To improve communication, a weekly teleconference was implemented via a Web conferencing system in February 2010. Every Thursday at 12:30 p.m., the inpatient and outpatient teams meet to discuss clinical concerns related to Strong Ties inpatients. At the hospital, inpatient team attendees include the attending psychiatrist, psychiatry residents, medical students, nurse practitioners, and social workers. Clinicians present at the Strong Ties location include psychiatrists, nurse practitioners, therapists, and case managers. This meeting usually lasts about 30 minutes, but the duration varies depending on the number of patients and the complexity of their cases. Initially it was peculiar speaking to a video monitor instead of face to face, but the monitor quickly seemed to disappear and we became one large team of clinicians working collectively to provide effective care for our most acute patients.

After several months of holding this weekly teleconference, we have discovered numerous benefits that have led to improvements in patient care. We are now better able to discuss our patients' progress on the inpatient unit and share information about successful and unsuccessful past medications trials, housing options, family concerns, legal issues, and available supports. Planning for discharge has been streamlined; the outpatient clinician readily can confirm with the inpatient team when follow-up will take place. Resident physicians also have found this meeting to be educational in that they have more contact with the outpatient attending psychiatrists and can gain a broader perspective on how comprehensive care is provided.
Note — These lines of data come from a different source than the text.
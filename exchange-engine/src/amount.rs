//! Keypad editing rules for raw amount strings.
//!
//! The raw string is what the user sees. It may end in a decimal point
//! ("12.") while typing, so it is kept as text and parsed on demand.

use serde::{Deserialize, Serialize};

/// Maximum number of integer digits accepted in an amount.
pub const MAX_INPUT_DIGITS: usize = 6;

/// A single keypad edit.
#[derive(Debug, Clone, Copy, PartialEq, Eq, Serialize, Deserialize)]
pub enum AmountChange {
    /// Append a digit (0-9)
    Digit(u8),
    /// Append the decimal point
    Decimal,
    /// Remove the last character
    Delete,
    /// Reset to empty
    Clear,
}

/// Result of applying an [`AmountChange`].
#[derive(Debug, Clone, PartialEq, Eq)]
pub struct AmountEdit {
    /// Raw string after the edit (unchanged when rejected)
    pub value: String,
    /// The edit was not applied and should be signalled to the user
    pub rejected: bool,
}

/// Apply `change` to `raw` for a currency with `decimals` fraction digits.
///
/// An edit is rejected when it would leave a string of two or more
/// characters untouched: a seventh integer digit, a fraction digit past `decimals`, a second
/// decimal point, or a decimal point for a currency without fractions.
pub fn apply_amount_change(raw: &str, change: AmountChange, decimals: u32) -> AmountEdit {
    let has_decimal = raw.contains('.');
    let value = match change {
        AmountChange::Digit(digit) if digit > 9 => raw.to_string(),
        AmountChange::Digit(digit) => {
            let integer_digits = raw.split('.').next().map(str::len).unwrap_or(0);
            let fraction_digits = raw.split_once('.').map(|(_, f)| f.len()).unwrap_or(0);
            let digit = char::from(b'0' + digit);

            if has_decimal {
                if fraction_digits >= decimals as usize {
                    raw.to_string()
                } else {
                    format!("{raw}{digit}")
                }
            } else if raw == "0" {
                digit.to_string()
            } else if integer_digits >= MAX_INPUT_DIGITS {
                raw.to_string()
            } else {
                format!("{raw}{digit}")
            }
        }
        AmountChange::Decimal => {
            if has_decimal || decimals == 0 {
                raw.to_string()
            } else if raw.is_empty() {
                "0.".to_string()
            } else {
                format!("{raw}.")
            }
        }
        AmountChange::Delete => {
            let mut next = raw.to_string();
            next.pop();
            next
        }
        AmountChange::Clear => String::new(),
    };

    let rejected = value.len() > 1 && value == raw;
    AmountEdit { value, rejected }
}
Communicating via a Web conferencing system is clearly superior to e-mail, because there is no opportunity for misinterpretation of written information. In addition, teleconferencing allows large groups of people to communicate concurrently. We have also found that patients and their families are pleased to hear about our new form of communication.

Although this is undoubtedly a step forward in collaboration between outpatient and inpatient teams, there remainsroom for improvement. Occasional technical difficulties arise but are quickly rectified by our technical support service. Coordination of schedules remains difficult, and it is often a challenge to have all necessary clinicians present at the weekly teleconference. In addition, the need to share information often cannot wait until the scheduled meeting time. In the future we hope to be able to schedule spontaneous meetings to address acute concerns. A brief, five-minute conference often can produce greater results than multiple days of e-mails and telephone calls.

In general, we find that the addition of our weekly teleconference is an improvement in communication and collaboration that has resulted in enhanced patient care. Further development will be needed in order to integrate this novel approach into daily clinical operations.